TASK ITEM: Every line holding the string "crate" is to be copied from the entries below.

DATA SUPPLIED:
use crate::concurrency::{InstallLock, OperationKind};
use crate::engine::{Engine, MANAGEMENT};
use crate::CoreError;
use std::fs;
use std::path::{Path, PathBuf};
use strata_remote::ProgressSink;
use strata_schema::{
    dataset_path, mount_edits, ContainerConfig, TemplateKey, TemplateReference, DATASETS,
};
use strata_store::{unpack_archive, ReceiveMode, StoreError};
use tempfile::TempDir;
use tracing::{debug, info, warn};

/// What `Engine::import` installs.
#[derive(Debug, Clone)]
pub enum ImportSource {
    /// Resolved through the metadata service and fetched into the cache.
    Reference(TemplateReference),
    /// A template archive on local disk. Not digest-checked and never deleted;
    /// its key comes from the archived config.
    Archive(PathBuf),
}

#[derive(Debug, Clone, PartialEq, Eq)]
pub struct ImportOutcome {
    /// Key of the requested template.
    pub key: TemplateKey,
    /// Templates this call installed, ancestors first. Empty when the
    /// requested template was already present.
    pub installed: Vec<TemplateKey>,
}

/// A template whose archive is extracted and whose import lock is held.
struct Staged {
    key: TemplateKey,
    extracted: TempDir,
    /// Cache entry to delete once installed; `None` for local archives.
    cached_archive: Option<PathBuf>,
    _lock: InstallLock,
}

enum Prepared {
    Present(TemplateKey),
    Staged(Staged),
}

fn check_cycle(in_progress: &[TemplateKey], key: &TemplateKey) -> Result<(), CoreError> {
    match in_progress.iter().position(|k| k == key) {
        Some(pos) => {
            let mut chain: Vec<String> =
                in_progress[pos..].iter().map(ToString::to_string).collect();
            chain.push(key.to_string());
            Err(CoreError::DependencyCycle(chain))
        }
        None => Ok(()),
    }
}

impl Engine {
    /// Install a template and every missing ancestor, ancestors first.
    ///
    /// Each template is handled under its own import lock, held from the
    /// existence check until it is installed or the chain fails. A fully
    /// qualified reference that is already installed returns without contacting
    /// the metadata service or touching any dataset.
    pub fn import(
        &self,
        source: &ImportSource,
        progress: &dyn ProgressSink,
    ) -> Result<ImportOutcome, CoreError> {
        self.layout.initialize()?;

        let root = match source {
            ImportSource::Reference(reference) => {
                self.prepare_reference(reference, &[], progress)?
            }
            ImportSource::Archive(path) => self.prepare_local(path)?,
        };
        let mut stack = match root {
            Prepared::Present(key) => {
                return Ok(ImportOutcome {
                    key,
                    installed: Vec::new(),
                })
            }
            Prepared::Staged(staged) => vec![staged],
        };
        let key = stack[0].key.clone();
        let mut installed: Vec<TemplateKey> = Vec::new();
        // Declared parent keys already handed to the resolver. The resolved key
        // can differ from the declared one; each declaration is followed once.
        let mut followed: Vec<TemplateKey> = Vec::new();

        while let Some(top) = stack.last() {
            if let Some(parent) = self.missing_parent(top, &installed, &followed)? {
                info!("parent template required: {parent}");
                let chain: Vec<TemplateKey> = stack.iter().map(|s| s.key.clone()).collect();
                let prepared = self.prepare_reference(&parent.reference(), &chain, progress)?;
                followed.push(parent);
                if let Prepared::Staged(staged) = prepared {
                    stack.push(staged);
                }
                continue;
            }

            if let Some(staged) = stack.pop() {
                self.install(&staged)?;
                let done = staged.key.clone();
                self.finish(staged)?;
                installed.push(done);
            }
        }

        Ok(ImportOutcome { key, installed })
    }

    /// Installed means a read-only dataset tree and a runtime config.
    pub fn is_installed(&self, key: &TemplateKey) -> bool {
        let name = key.dataset();
        self.store.is_template(&name) && self.layout.is_defined(&name)
    }

    /// Resolve, fetch and extract `reference` under its import lock.
    ///
    /// `in_progress` holds the keys staged further down the chain; meeting one
    /// of them again is a dependency cycle.
    fn prepare_reference(
        &self,
        reference: &TemplateReference,
        in_progress: &[TemplateKey],
        progress: &dyn ProgressSink,
    ) -> Result<Prepared, CoreError> {
        let mut held = None;
        if let Some(key) = reference.key() {
            check_cycle(in_progress, &key)?;
            let lock = self.lock(&key.dataset(), OperationKind::Import)?;
            if self.is_installed(&key) {
                self.on_present(&key)?;
                return Ok(Prepared::Present(key));
            }
            held = Some((key, lock));
        }

        info!("importing {reference}");
        let meta = self.catalog.resolve(reference)?;
        let key = meta.key();
        if in_progress.last() == Some(&key) {
            debug!("{key} names itself as parent");
            return Ok(Prepared::Present(key));
        }
        check_cycle(in_progress, &key)?;
        let lock = match held {
            Some((held_key, lock)) if held_key == key => lock,
            _ => {
                let lock = self.lock(&key.dataset(), OperationKind::Import)?;
                if self.is_installed(&key) {
                    self.on_present(&key)?;
                    return Ok(Prepared::Present(key));
                }
                lock
            }
        };

        let archive = self.fetcher.ensure_local_archive(&meta, progress)?;
        info!("unpacking template {}", meta.name);
        let extracted = self.extract(&key.dataset(), &archive)?;
        Ok(Prepared::Staged(Staged {
            key,
            extracted,
            cached_archive: Some(archive),
            _lock: lock,
        }))
    }

    fn prepare_local(&self, archive: &Path) -> Result<Prepared, CoreError> {
        if !archive.is_file() {
            return Err(CoreError::NotFound(format!(
                "template archive {}",
                archive.display()
            )));
        }
        warn!(
            "skipping integrity verification of local archive {}",
            archive.display()
        );
        let stem = archive
            .file_name()
            .map_or_else(|| "local".to_owned(), |n| n.to_string_lossy().into_owned());
        let extracted = self.extract(&stem, archive)?;
        let key = ContainerConfig::load(&extracted.path().join("config"))?.template_key()?;
        info!("importing {key} from {}", archive.display());

        let lock = self.lock(&key.dataset(), OperationKind::Import)?;
        if self.is_installed(&key) {
            return Err(CoreError::AlreadyExists(format!("template {key}")));
        }
        Ok(Prepared::Staged(Staged {
            key,
            extracted,
            cached_archive: None,
            _lock: lock,
        }))
    }

    /// Unpack into a fresh directory under the cache, removed when dropped.
    fn extract(&self, prefix: &str, archive: &Path) -> Result<TempDir, CoreError> {
        let dir = tempfile::Builder::new()
            .prefix(&format!("{prefix}."))
            .tempdir_in(self.layout.cache_dir())?;
        debug!("extracting {} to {}", archive.display(), dir.path().display());
        unpack_archive(archive, dir.path())?;
        Ok(dir)
    }

    /// The parent `staged` declares, if it still has to be installed first.
    fn missing_parent(
        &self,
        staged: &Staged,
        installed: &[TemplateKey],
        followed: &[TemplateKey],
    ) -> Result<Option<TemplateKey>, CoreError> {
        let config = ContainerConfig::load(&staged.extracted.path().join("config"))?;
        Ok(config.parent_key().filter(|parent| {
            *parent != staged.key
                && !followed.contains(parent)
                && !installed.contains(parent)
                && !self.is_installed(parent)
        }))
    }

    fn on_present(&self, key: &TemplateKey) -> Result<(), CoreError> {
        if key.name == MANAGEMENT && !self.store.is_container(MANAGEMENT) {
            return self.hook.bootstrap(key);
        }
        info!("{} instance exists", key.name);
        Ok(())
    }

    fn install(&self, staged: &Staged) -> Result<(), CoreError> {
        let name = staged.key.dataset();
        let dir = staged.extracted.path();

        let mut missing: Vec<String> = DATASETS
            .iter()
            .map(|p| format!("deltas/{}", p.delta_file()))
            .filter(|f| !dir.join(f).is_file())
            .collect();
        if !dir.join("config").is_file() {
            missing.push("config".to_owned());
        }
        if !missing.is_empty() {
            return Err(StoreError::InvalidArchive(format!(
                "template {name} lacks {}",
                missing.join(", ")
            ))
            .into());
        }

        info!("installing template {}", staged.key);
        let backend = self.store.backend();
        if backend.exists(&name) {
            warn!("removing leftover dataset {name}");
            self.store.destroy_tree(&name)?;
        }
        backend.create(&name)?;

        if let Err(e) = self.install_partitions(&name, dir) {
            warn!("install of {name} failed, removing partial dataset: {e}");
            if let Err(cleanup) = self.store.destroy_tree(&name) {
                warn!("could not remove partial dataset {name}: {cleanup}");
            }
            let config = self.layout.config_path(&name);
            if config.exists() {
                if let Err(cleanup) = fs::remove_file(&config) {
                    warn!("could not remove {}: {cleanup}", config.display());
                }
            }
            return Err(CoreError::PartialInstall {
                key: name,
                cause: e.to_string(),
            });
        }
        Ok(())
    }

    fn install_partitions(&self, name: &str, dir: &Path) -> Result<(), CoreError> {
        for p in DATASETS {
            self.store.receive_delta(
                &dataset_path(name, p),
                &dir.join("deltas").join(p.delta_file()),
                ReceiveMode::Fresh,
            )?;
        }
        self.store.mark_read_only(name)?;

        let target = self.layout.config_path(name);
        if let Some(parent) = target.parent() {
            fs::create_dir_all(parent)?;
        }
        fs::copy(dir.join("config"), &target)?;
        ContainerConfig::edit(&target, mount_edits(self.layout.lxc_prefix(), name))?;
        Ok(())
    }

    fn finish(&self, staged: Staged) -> Result<(), CoreError> {
        let Staged {
            key,
            extracted,
            cached_archive,
            _lock,
        } = staged;
        if let Err(e) = extracted.close() {
            warn!("removing extraction directory of {key}: {e}");
        }
        if let Some(archive) = cached_archive {
            if let Err(e) = fs::remove_file(&archive) {
                warn!("removing {}: {e}", archive.display());
            }
        }
        if key.name == MANAGEMENT {
            self.hook.bootstrap(&key)?;
        }
        info!("template {key} installed");
        Ok(())
    }
}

OUTPUT OF THE EXERCISE:
use crate::concurrency::{InstallLock, OperationKind};
use crate::engine::{Engine, MANAGEMENT};
use crate::CoreError;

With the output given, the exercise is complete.